Since many centuries the ability to choose the sex of one’s child has been desired by couples. Depending on the existing knowledge of the time, suggestions were made to preselect the baby gender. Aristotle advised sexual intercourse in Northern wind to get a boy and in Southern wind to get a girl. Millot proposed that it depends on the side, the female lies at the time of ejaculation: always a boy when she is on the right side and always a girl on the left side.9 In 1973, use of albumin gradients for separation of X- and Y- bearing spermatozoa by Ericson gained high popularity,4 however, conflicting results were obtained by other studies. Over the years, the knowledge evolved as new technologies became available. Before the advent of PGT, the most common laboratory procedures used for sperm separation were gradient filtration, swim up or swim down, albumin gradient filtration and sperm sorting by flow-cytometry followed by IUI or ICSI. However, based on the accuracy, only flow-cytometry and PGT are reliable methods.10 Due to relatively higher cost, the patients are still being advised to use density gradient or swim up followed by IUI. The purpose of this study was to investigate whether semen processing by density gradients or swim up procedure produce baby of desired gender.

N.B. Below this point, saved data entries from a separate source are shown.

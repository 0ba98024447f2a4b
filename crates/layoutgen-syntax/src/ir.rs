//! Node model for generated TypeScript modules.
//!
//! A [`Document`] is an ordered list of top-level statements. Builders in
//! `layoutgen-typegen` assemble documents; the writer in
//! [`output::typescript`](crate::output::typescript) prints them. Nothing here
//! knows about schemas or backends.

/// A complete generated module.
#[derive(Debug, Clone, Default, PartialEq)]
pub struct Document {
    pub body: Vec<Stmt>,
}

/// A top-level or nested statement.
#[derive(Debug, Clone, PartialEq)]
pub enum Stmt {
    /// `import { a, b } from "source";`
    Import { names: Vec<String>, source: String },

    /// `export type Name = ty;`
    TypeAlias { name: String, ty: Type },

    /// `export const name = init;`
    Const { name: String, init: Expr },

    /// `if (test) consequent`
    If { test: Expr, consequent: Box<Stmt> },

    /// `throw expr;`
    Throw(Expr),

    /// `export { local as exported } from "source";`
    ExportFrom {
        specifiers: Vec<ExportSpecifier>,
        source: String,
    },
}

/// One entry of an `export { ... } from` list.
#[derive(Debug, Clone, PartialEq)]
pub struct ExportSpecifier {
    pub local: String,
    pub exported: String,
}

/// Expression nodes.
#[derive(Debug, Clone, PartialEq)]
pub enum Expr {
    Literal(Literal),
    Ident(String),

    /// `object.property`
    Member {
        object: Box<Expr>,
        property: String,
    },

    /// `callee<type_args>(args)`
    Call {
        callee: Box<Expr>,
        type_args: Vec<Type>,
        args: Vec<Expr>,
    },

    /// `new callee(args)`
    New { callee: Box<Expr>, args: Vec<Expr> },

    /// `!expr`
    Not(Box<Expr>),

    Array(Vec<Expr>),

    /// Object literal. `multiline` puts one property per line.
    Object {
        props: Vec<(String, Expr)>,
        multiline: bool,
    },

    /// Source text carried over verbatim from a user-authored file.
    Raw(String),
}

#[derive(Debug, Clone, PartialEq)]
pub enum Literal {
    Null,
    String(String),
}

/// Type nodes.
#[derive(Debug, Clone, PartialEq)]
pub enum Type {
    String,
    Number,
    Null,
    Any,
    StringLiteral(String),
    Union(Vec<Type>),
    Array(Box<Type>),
    /// Named reference with optional type arguments (`z.infer<...>`).
    Ref { name: String, args: Vec<Type> },
    /// `typeof name`
    TypeOf(String),
    /// Object type literal, always printed one member per line.
    Object(Vec<(String, Type)>),
}

impl Document {
    pub fn new(body: Vec<Stmt>) -> Self {
        Self { body }
    }

    pub fn push(&mut self, stmt: Stmt) {
        self.body.push(stmt);
    }

    pub fn extend(&mut self, stmts: impl IntoIterator<Item = Stmt>) {
        self.body.extend(stmts);
    }
}

impl Stmt {
    pub fn import(names: Vec<String>, source: impl Into<String>) -> Self {
        Stmt::Import {
            names,
            source: source.into(),
        }
    }

    pub fn export_type(name: impl Into<String>, ty: Type) -> Self {
        Stmt::TypeAlias {
            name: name.into(),
            ty,
        }
    }

    pub fn export_const(name: impl Into<String>, init: Expr) -> Self {
        Stmt::Const {
            name: name.into(),
            init,
        }
    }

    pub fn if_stmt(test: Expr, consequent: Stmt) -> Self {
        Stmt::If {
            test,
            consequent: Box::new(consequent),
        }
    }

    pub fn throw(expr: Expr) -> Self {
        Stmt::Throw(expr)
    }

    /// `export { local as exported } from "source";`
    pub fn export_from(
        local: impl Into<String>,
        exported: impl Into<String>,
        source: impl Into<String>,
    ) -> Self {
        Stmt::ExportFrom {
            specifiers: vec![ExportSpecifier {
                local: local.into(),
                exported: exported.into(),
            }],
            source: source.into(),
        }
    }
}

impl Expr {
    pub fn ident(name: impl Into<String>) -> Self {
        Expr::Ident(name.into())
    }

    pub fn string(s: impl Into<String>) -> Self {
        Expr::Literal(Literal::String(s.into()))
    }

    pub fn null() -> Self {
        Expr::Literal(Literal::Null)
    }

    pub fn member(object: Expr, property: impl Into<String>) -> Self {
        Expr::Member {
            object: Box::new(object),
            property: property.into(),
        }
    }

    /// Member chain from dotted path: `path("process.env.X")`.
    pub fn path(dotted: &str) -> Self {
        let mut parts = dotted.split('.');
        let first = parts.next().unwrap_or_default();
        parts.fold(Expr::ident(first), |object, part| Expr::member(object, part))
    }

    pub fn call(callee: Expr, args: Vec<Expr>) -> Self {
        Expr::Call {
            callee: Box::new(callee),
            type_args: Vec::new(),
            args,
        }
    }

    pub fn call_generic(callee: Expr, type_args: Vec<Type>, args: Vec<Expr>) -> Self {
        Expr::Call {
            callee: Box::new(callee),
            type_args,
            args,
        }
    }

    /// `object.method(args)`
    pub fn method(object: Expr, method: impl Into<String>, args: Vec<Expr>) -> Self {
        Expr::call(Expr::member(object, method), args)
    }

    pub fn new_expr(callee: Expr, args: Vec<Expr>) -> Self {
        Expr::New {
            callee: Box::new(callee),
            args,
        }
    }

    pub fn not(expr: Expr) -> Self {
        Expr::Not(Box::new(expr))
    }

    pub fn array(items: Vec<Expr>) -> Self {
        Expr::Array(items)
    }

    pub fn object(props: Vec<(String, Expr)>) -> Self {
        Expr::Object {
            props,
            multiline: false,
        }
    }

    pub fn object_multiline(props: Vec<(String, Expr)>) -> Self {
        Expr::Object {
            props,
            multiline: true,
        }
    }

    pub fn raw(text: impl Into<String>) -> Self {
        Expr::Raw(text.into())
    }
}

impl Type {
    pub fn string_literal(s: impl Into<String>) -> Self {
        Type::StringLiteral(s.into())
    }

    pub fn array(inner: Type) -> Self {
        Type::Array(Box::new(inner))
    }

    pub fn reference(name: impl Into<String>) -> Self {
        Type::Ref {
            name: name.into(),
            args: Vec::new(),
        }
    }

    pub fn generic(name: impl Into<String>, args: Vec<Type>) -> Self {
        Type::Ref {
            name: name.into(),
            args,
        }
    }

    pub fn type_of(name: impl Into<String>) -> Self {
        Type::TypeOf(name.into())
    }
}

Results of this study indicate that 40/80% gradients and swim up procedures failed to deviate child sex ratio from natural 50:50. To our knowledge, this is the first study comparing gender outcome of 945 IUI cycles when sperm were processed by gradients or swim up. The preconception or preimplantation sex selection by reliable procedure will help avoid abortion. The patients who wish to avoid abortion but who desire to select the sex of their offspring should consider either flow-cytometry for sperm separation or PGT for embryo sex selection. Although the accuracy of the flow-cytometry sperm separation is not 100 %, human sperm sorted by flow cytometry can significantly increase the likelihood that a child so conceived will be of a desired sex.11

In this era of advanced molecular genetic testing and due to the unreliable outcome of gradients, swim up and other similar gender preselection procedures, precise sex-selection prior to conception is desired to completely avoid physical and emotional trauma and ethical issues associated with induced abortion.12 Thus, among the techniques currently available, PGT of IVF/ICSI embryos followed by transfer of embryo (s) of desired gender is the best choice. The advances in preconception and preimplantation technologies make it clinically possible for parents to select the sex of their future child10 with almost 100% accuracy.

Conclusion

The data of this study indicate that sperm separation by gradients and swim-up does not change gender ratio from the natural 50:50, therefore, should not be recommended to patients for the purpose of preselection of baby gender.

Data availability

The original data used to support the findings of this study are available from the corresponding author upon request.

Funding statement

The authors (Except Ruaa Laqwer) are employee of Thuriah Medical Centre. Ruaa Laqwer volunteered for data organization and analysis. No research funding was available.

Acknowledgements

Authors are thankful to Thuriah Medical Center for providing data and resources to complete this work.

Conflict of interest

The authors declare that there is no conflict of interest regarding the publication of this paper.